Disease relapse remains common following treatment of acute myeloid leukemia (AML) and is due to chemoresistance of leukemia cells with disease repopulating potential. To date, attempts to define the characteristics of in vivo resistant blasts have focused on comparisons between leukemic cells at presentation and relapse. However, further treatment responses are often seen following relapse, suggesting that most blasts remain chemosensitive. Here we characterize in vivo chemoresistant blasts by studying the transcriptional and genetic features of blasts from before and after induction chemotherapy using paired samples from 6 patients with primary refractory AML. Overall design: Primary human AML were from the Manchester Cancer Research Centre Tissue Biobank (approved by the South Manchester Research Ethics Committee). Their use was authorized by the Tissue Biobank’s scientific sub-committee, with the informed consent of donors. Blasts were flow sorted according to either a CD45low/intCD34+ (n=5) or CD45low/intCD117+ (n=1) immunophenotype. Total RNA was extracted from 10^3-10^5 sorted blasts using QIAshredder spin columns and an RNeasy® Plus Micro kit (Qiagen). Prior to sequencing RNA integrity was checked using a 2100 Bioanalyzer (Agilent Technologies, Santa Clara, CA). Total RNA yield from the sorted populations ranged from 3.5-475ng. To ensure consistency the sample with the lowest yield was used to define the input (3.5ng) for amplification of all samples. Amplification was performed using a SMARTer Stranded Total RNA-Seq Pico input kit (Clontech, Mountain View, CA). Sequencing was performed using a NextSeq desktop sequencing system (Illumina). A single run (400M reads) of 151bp paired-end sequencing produced a mean of 31.4M reads per sample (range 29.3-33.5M).

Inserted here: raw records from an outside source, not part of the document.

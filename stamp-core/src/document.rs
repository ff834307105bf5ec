//! Portable scene documents and the snapshots taken of them.

use serde::{Deserialize, Serialize};
use std::fmt;
use std::sync::Arc;

/// The engine's portable serialized form of a scene.
///
/// The core treats the contents as an opaque blob: nothing here parses or
/// normalizes it, so a document always reaches the engine exactly as the
/// engine produced it.
#[derive(Clone, PartialEq, Eq, Hash, Serialize, Deserialize)]
#[serde(transparent)]
pub struct Document(String);

impl Document {
    pub fn new(text: impl Into<String>) -> Self {
        Self(text.into())
    }

    pub fn as_str(&self) -> &str {
        &self.0
    }

    pub fn as_bytes(&self) -> &[u8] {
        self.0.as_bytes()
    }

    pub fn len(&self) -> usize {
        self.0.len()
    }

    pub fn is_empty(&self) -> bool {
        self.0.is_empty()
    }

    pub fn into_string(self) -> String {
        self.0
    }
}

impl From<String> for Document {
    fn from(text: String) -> Self {
        Self(text)
    }
}

impl From<&str> for Document {
    fn from(text: &str) -> Self {
        Self(text.to_string())
    }
}

// Scene documents can be large; keep debug output short.
impl fmt::Debug for Document {
    fn fmt(&self, f: &mut fmt::Formatter<'_>) -> fmt::Result {
        f.debug_struct("Document").field("len", &self.0.len()).finish()
    }
}

/// An immutable document captured at one instant.
///
/// `sequence` is assigned by whoever takes the snapshot and only orders
/// snapshots relative to each other.
#[derive(Debug, Clone, PartialEq, Eq)]
pub struct Snapshot {
    sequence: u64,
    document: Arc<Document>,
}

impl Snapshot {
    pub fn new(sequence: u64, document: Document) -> Self {
        Self {
            sequence,
            document: Arc::new(document),
        }
    }

    pub fn sequence(&self) -> u64 {
        self.sequence
    }

    pub fn document(&self) -> &Document {
        &self.document
    }
}
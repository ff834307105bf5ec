// This defines the JSON format that we accept from design files
// Parse and validate it
// Convert it to a Document the rest of the workspace can hand to the engine

use anyhow::Context;
use serde::{Deserialize, Serialize};
use serde_json::Value;
use std::fs;
use std::path::Path;
use thiserror::Error;

use stamp_core::Document;

/// Marker written in the `format` field of exported design files.
pub const DESIGN_FILE_FORMAT: &str = "stamp-design";

/// Envelope version this crate reads and writes.
pub const DESIGN_FILE_VERSION: u32 = 1;

/// File extension recommended for exported designs.
pub const DESIGN_FILE_EXT: &str = "stamp.json";

/// Exported design envelope (v1).
#[derive(Debug, Clone, PartialEq, Serialize, Deserialize)]
#[serde(deny_unknown_fields)]
pub struct DesignFileV1 {
    pub format: String,
    pub version: u32,
    pub name: String,
    #[serde(default)]
    pub description: String,
    /// The scene document, as a JSON string or inline JSON.
    pub data: Value,
}

impl DesignFileV1 {
    pub fn new(name: impl Into<String>, description: impl Into<String>, doc: &Document) -> Self {
        Self {
            format: DESIGN_FILE_FORMAT.to_string(),
            version: DESIGN_FILE_VERSION,
            name: name.into(),
            description: description.into(),
            data: Value::String(doc.as_str().to_string()),
        }
    }
}

/// What an external file turned out to contain.
#[derive(Debug, Clone, PartialEq)]
pub struct ImportedDesign {
    /// Present when the file was a design envelope.
    pub name: Option<String>,
    pub description: String,
    pub document: Document,
}

/// Parse an externally supplied design file.
///
/// Accepts either a design envelope or any other well-formed JSON value,
/// which is taken verbatim as a raw engine document.
pub fn parse_external(bytes: &[u8]) -> Result<ImportedDesign, ExchangeError> {
    let text = std::str::from_utf8(bytes).map_err(|e| {
        tracing::error!(valid_up_to = e.valid_up_to(), "design file is not utf-8");
        ExchangeError::NotUtf8 {
            valid_up_to: e.valid_up_to(),
        }
    })?;

    if text.trim().is_empty() {
        tracing::error!("design file is empty");
        return Err(ExchangeError::Empty);
    }

    let value: Value = serde_json::from_str(text).map_err(|e| {
        tracing::error!(line = e.line(), column = e.column(), "design file is not valid json");
        ExchangeError::Malformed {
            line: e.line(),
            column: e.column(),
            reason: e.to_string(),
        }
    })?;

    if !is_envelope(&value) {
        tracing::debug!(bytes = text.len(), "importing raw scene document");
        return Ok(ImportedDesign {
            name: None,
            description: String::new(),
            document: Document::new(text),
        });
    }

    let version = value.get("version").and_then(Value::as_u64);
    if version != Some(u64::from(DESIGN_FILE_VERSION)) {
        tracing::error!(version = ?version, "unsupported design file version");
        return Err(ExchangeError::UnsupportedVersion {
            found: value.get("version").map(Value::to_string),
        });
    }

    let file: DesignFileV1 =
        serde_json::from_value(value).map_err(|e| ExchangeError::InvalidEnvelope {
            reason: e.to_string(),
        })?;

    let document = match file.data {
        Value::String(s) => Document::new(s),
        Value::Null => {
            return Err(ExchangeError::InvalidEnvelope {
                reason: "data is null".into(),
            })
        }
        inline => Document::new(inline.to_string()),
    };

    tracing::debug!(name = %file.name, bytes = document.len(), "imported design envelope");

    Ok(ImportedDesign {
        name: Some(file.name),
        description: file.description,
        document,
    })
}

fn is_envelope(value: &Value) -> bool {
    value
        .get("format")
        .and_then(Value::as_str)
        .is_some_and(|f| f == DESIGN_FILE_FORMAT)
}

/// Write a design envelope to disk as pretty JSON.
pub fn write_design_file(path: impl AsRef<Path>, file: &DesignFileV1) -> anyhow::Result<()> {
    let path = path.as_ref();

    if let Some(parent) = path.parent() {
        fs::create_dir_all(parent)
            .with_context(|| format!("create parent dir: {}", parent.display()))?;
    }

    let json = serde_json::to_string_pretty(file).context("serialize design to json")?;
    fs::write(path, json).with_context(|| format!("write design file: {}", path.display()))?;
    Ok(())
}

/// Read and parse a design file from disk.
pub fn read_design_file(path: impl AsRef<Path>) -> anyhow::Result<ImportedDesign> {
    let path = path.as_ref();
    let bytes = fs::read(path).with_context(|| format!("read design file: {}", path.display()))?;
    let design = parse_external(&bytes)
        .with_context(|| format!("parse design file: {}", path.display()))?;
    Ok(design)
}

/// Reasons an external file is rejected.
#[derive(Debug, Error)]
pub enum ExchangeError {
    #[error("design file is not valid utf-8 (valid up to byte {valid_up_to})")]
    NotUtf8 { valid_up_to: usize },

    #[error("design file is empty")]
    Empty,

    #[error("design file is not valid json at {line}:{column}: {reason}")]
    Malformed {
        line: usize,
        column: usize,
        reason: String,
    },

    #[error("unsupported design file version: {found:?}")]
    UnsupportedVersion { found: Option<String> },

    #[error("invalid design envelope: {reason}")]
    InvalidEnvelope { reason: String },
}
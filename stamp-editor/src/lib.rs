//! stamp-editor: the editing session for Stamp Studio.
//!
//! Design rules:
//! - One session owns one live scene, one undo history and one gallery.
//! - Undo is whole-scene snapshots, bounded, strictly linear.
//! - Edits reach the history in the order they were started, not finished.
//! - Failures never leave history or gallery half-updated; they become notices.

pub mod config;
pub mod editor;
pub mod logging;

pub use config::{ConfigError, EditorConfig};
pub use editor::{
    EditQueue, EditTicket, History, HistoryError, Notice, NoticeLevel, QueueError, Session,
    SessionError, Step,
};
pub use logging::init_tracing;
#[cfg(test)]
mod tests {
    use super::*;
    use stamp_core::testing::{FlakyStore, MockCanvas};
    use stamp_core::MemoryStore;

    fn canvas_with(text: &str) -> MockCanvas {
        let mut canvas = MockCanvas::new();
        canvas.add_circle(125.0);
        canvas.add_text(text);
        canvas
    }

    #[test]
    fn test_empty_name_rejected() {
        let mut gallery = GalleryStore::with_defaults(MemoryStore::new());
        let canvas = canvas_with("x");

        for name in ["", "   ", "\t\n"] {
            assert!(matches!(
                gallery.save(&canvas, name, "desc"),
                Err(GalleryError::EmptyName)
            ));
        }
        assert_eq!(gallery.len().unwrap(), 0);
        assert!(gallery.storage().is_empty());
    }

    #[test]
    fn test_save_captures_scene_and_preview() {
        let mut gallery = GalleryStore::with_defaults(MemoryStore::new());
        let canvas = canvas_with("APPROVED");

        let saved = gallery
            .save(&canvas, "  Approved Stamp ", "desc")
            .unwrap()
            .into_inner();

        assert_eq!(saved.name, "Approved Stamp");
        assert_eq!(saved.data, canvas.serialize_scene().unwrap());
        assert!(saved.preview.starts_with("data:image/png;base64,"));
        assert!(chrono::DateTime::parse_from_rfc3339(&saved.created_at).is_ok());
        assert_eq!(gallery.load(&saved.id).unwrap(), saved.data);
    }

    #[test]
    fn test_ids_are_unique() {
        let mut gallery = GalleryStore::with_defaults(MemoryStore::new());
        let canvas = canvas_with("x");
        let a = gallery.save(&canvas, "a", "").unwrap().into_inner();
        let b = gallery.save(&canvas, "a", "").unwrap().into_inner();
        assert_ne!(a.id, b.id);
    }

    #[test]
    fn test_delete_then_load_not_found() {
        let mut gallery = GalleryStore::with_defaults(MemoryStore::new());
        let saved = gallery
            .save(&canvas_with("x"), "Approved Stamp", "desc")
            .unwrap()
            .into_inner();

        assert!(gallery.delete(&saved.id).unwrap().into_inner());
        assert!(!gallery.delete(&saved.id).unwrap().into_inner());
        assert!(matches!(
            gallery.load(&saved.id),
            Err(GalleryError::NotFound { .. })
        ));
        assert!(gallery.list_saved().unwrap().is_empty());
    }

    #[test]
    fn test_engine_failure_leaves_store_unchanged() {
        let mut gallery = GalleryStore::with_defaults(MemoryStore::new());
        let mut canvas = canvas_with("x");

        canvas.fail_serialize = true;
        assert!(matches!(
            gallery.save(&canvas, "a", ""),
            Err(GalleryError::Engine(_))
        ));

        canvas.fail_serialize = false;
        canvas.fail_render = true;
        assert!(gallery.save(&canvas, "a", "").is_err());

        assert_eq!(gallery.len().unwrap(), 0);
        assert!(gallery.storage().is_empty());
    }

    #[test]
    fn test_write_failure_keeps_memory_and_flush_retries() {
        let mut store = FlakyStore::new();
        store.fail_writes = true;
        let mut gallery = GalleryStore::with_defaults(store);

        let result = gallery.save(&canvas_with("x"), "offline", "").unwrap();
        assert!(!result.is_synced());
        assert!(gallery.is_dirty());
        assert_eq!(gallery.len().unwrap(), 1);

        let mut store = gallery.into_storage();
        store.fail_writes = false;
        // A fresh store sees nothing: the write never happened.
        let mut reopened = GalleryStore::with_defaults(store.clone());
        assert_eq!(reopened.len().unwrap(), 0);

        let mut gallery = GalleryStore::with_defaults(store);
        let _ = gallery.save(&canvas_with("y"), "online", "").unwrap();
        assert!(!gallery.is_dirty());
        gallery.flush().unwrap();
    }

    #[test]
    fn test_flush_persists_pending_changes() {
        let mut gallery = GalleryStore::with_defaults(FlakyStore::new());
        gallery.storage.fail_writes = true;
        let _ = gallery.save(&canvas_with("x"), "pending", "").unwrap();
        assert!(gallery.flush().is_err());

        gallery.storage.fail_writes = false;
        gallery.flush().unwrap();
        assert!(!gallery.is_dirty());

        let mut reopened = GalleryStore::with_defaults(gallery.into_storage());
        assert_eq!(reopened.list_saved().unwrap()[0].name, "pending");
    }

    #[test]
    fn test_delete_write_failure_keeps_removal_until_flush() {
        let mut gallery = GalleryStore::with_defaults(FlakyStore::new());
        let keep = gallery.save(&canvas_with("k"), "keep", "").unwrap().into_inner();
        let gone = gallery.save(&canvas_with("g"), "gone", "").unwrap().into_inner();

        gallery.storage.fail_writes = true;
        let removed = gallery.delete(&gone.id).unwrap();
        assert!(!removed.is_synced());
        assert!(removed.into_inner());
        assert!(gallery.is_dirty());
        assert!(gallery.get(&gone.id).unwrap().is_none());
        assert!(matches!(
            gallery.load(&gone.id),
            Err(GalleryError::NotFound { .. })
        ));

        gallery.storage.fail_writes = false;
        gallery.flush().unwrap();
        assert!(!gallery.is_dirty());

        let mut reopened = GalleryStore::with_defaults(gallery.into_storage());
        let ids: Vec<_> = reopened
            .list_saved()
            .unwrap()
            .iter()
            .map(|d| d.id.clone())
            .collect();
        assert_eq!(ids, vec![keep.id]);
    }

    #[test]
    fn test_delete_of_unknown_id_while_dirty_still_writes() {
        let mut gallery = GalleryStore::with_defaults(FlakyStore::new());
        let gone = gallery.save(&canvas_with("g"), "gone", "").unwrap().into_inner();

        gallery.storage.fail_writes = true;
        let _ = gallery.delete(&gone.id).unwrap();
        assert!(gallery.is_dirty());

        gallery.storage.fail_writes = false;
        let writes = gallery.storage.writes;
        let retried = gallery.delete("no-such-id").unwrap();
        assert!(retried.is_synced());
        assert!(!retried.into_inner());
        assert!(!gallery.is_dirty());
        assert_eq!(gallery.storage.writes, writes + 1);

        let mut reopened = GalleryStore::with_defaults(gallery.into_storage());
        assert!(reopened.list_saved().unwrap().is_empty());
    }

    #[test]
    fn test_unknown_id_delete_skips_write_when_clean() {
        let mut gallery = GalleryStore::with_defaults(FlakyStore::new());
        let _ = gallery.save(&canvas_with("x"), "x", "").unwrap();
        let writes = gallery.storage.writes;

        assert!(!gallery.delete("no-such-id").unwrap().into_inner());
        assert_eq!(gallery.storage.writes, writes);
    }

    #[test]
    fn test_read_failure_surfaces_and_retries() {
        let mut store = FlakyStore::new();
        store.fail_reads = true;
        let mut gallery = GalleryStore::with_defaults(store);
        assert!(matches!(gallery.list_saved(), Err(GalleryError::Storage(_))));

        gallery.storage.fail_reads = false;
        assert!(gallery.list_saved().unwrap().is_empty());
    }

    #[test]
    fn test_corrupt_collection_is_not_overwritten() {
        let mut store = MemoryStore::new();
        store.set("savedStamps", "{definitely not json").unwrap();
        let mut gallery = GalleryStore::with_defaults(store);

        assert!(matches!(
            gallery.save(&canvas_with("x"), "a", ""),
            Err(GalleryError::CorruptCollection { .. })
        ));
        assert_eq!(
            gallery.storage().get("savedStamps").unwrap().as_deref(),
            Some("{definitely not json")
        );
    }

    #[test]
    fn test_legacy_array_is_read_and_migrated() {
        let legacy = r#"[{"id":"1718000000000","name":"Old","description":"","data":"","createdAt":"6/10/2024","preview":"data:image/png;base64,"}]"#;
        let mut store = MemoryStore::new();
        store.set("savedStamps", legacy).unwrap();
        let mut gallery = GalleryStore::with_defaults(store);

        assert_eq!(gallery.list_saved().unwrap()[0].created_at, "6/10/2024");
        let _ = gallery.save(&canvas_with("x"), "New", "").unwrap();

        let raw = gallery.storage().get("savedStamps").unwrap().unwrap();
        let value: serde_json::Value = serde_json::from_str(&raw).unwrap();
        assert_eq!(value["version"], 1);
        assert_eq!(value["designs"].as_array().unwrap().len(), 2);
        assert_eq!(value["designs"][0]["id"], "1718000000000");
    }

    #[test]
    fn test_newer_collection_version_rejected() {
        let mut store = MemoryStore::new();
        store
            .set("savedStamps", r#"{"version":9,"designs":[]}"#)
            .unwrap();
        let mut gallery = GalleryStore::with_defaults(store);
        assert!(matches!(
            gallery.list_saved(),
            Err(GalleryError::UnsupportedCollectionVersion { found: 9, .. })
        ));
    }

    #[test]
    fn test_import_does_not_touch_gallery() {
        let mut gallery = GalleryStore::with_defaults(MemoryStore::new());
        assert!(gallery.import_from_external_file(b"{broken").is_err());

        let imported = gallery
            .import_from_external_file(br#"{"objects":[]}"#)
            .unwrap();
        assert_eq!(imported.document.as_str(), r#"{"objects":[]}"#);
        assert_eq!(gallery.len().unwrap(), 0);
    }

    #[test]
    fn test_invalid_config_rejected() {
        let config = GalleryConfig {
            collection_key: " ".into(),
            ..Default::default()
        };
        assert!(GalleryStore::new(MemoryStore::new(), config).is_err());
    }
}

急性髓系白血病（acute myeloid leukemia, AML）治疗后疾病复发仍较为常见，其根源在于具备疾病重建潜能的白血病细胞产生了化疗耐药性。迄今为止，针对体内耐药白血病母细胞（blast）特征的研究多聚焦于初诊与复发时白血病细胞的对比分析。然而复发后往往仍可观察到后续治疗应答，提示大部分白血病母细胞仍保持化疗敏感性。本研究通过分析6例原发难治性AML患者的配对样本，从诱导化疗前后的白血病母细胞转录组与遗传特征层面，完成了体内化疗耐药母细胞的特征解析。总体实验设计：本研究中的原代人AML样本均取自曼彻斯特癌症研究中心组织生物样本库（已获得南曼彻斯特研究伦理委员会批准），样本使用已通过生物样本库科学小组委员会授权，并遵循供者的知情同意原则。研究人员按照CD45low/intCD34+（n=5）或CD45low/intCD117+（n=1）的免疫表型，对白血病母细胞进行流式分选。使用QIAshredder离心柱与RNeasy® Plus Micro试剂盒（Qiagen），从10^3至10^5个分选得到的母细胞中提取总RNA。测序前，采用2100生物分析仪（Agilent Technologies，美国加利福尼亚州圣克拉拉市）检测RNA完整性。分选所得细胞群的总RNA产出量介于3.5ng至475ng之间。为保证实验一致性，以产出量最低的样本（3.5ng）作为所有样本扩增的起始投入量。采用SMARTer Stranded Total RNA-Seq Pico input试剂盒（Clontech，美国加利福尼亚州芒廷维尤市）完成扩增。使用NextSeq桌面测序系统（Illumina）进行测序：单次运行（4亿条reads）采用151bp双端测序策略，单样本平均测序reads数为31.4M（区间为29.3M至33.5M）。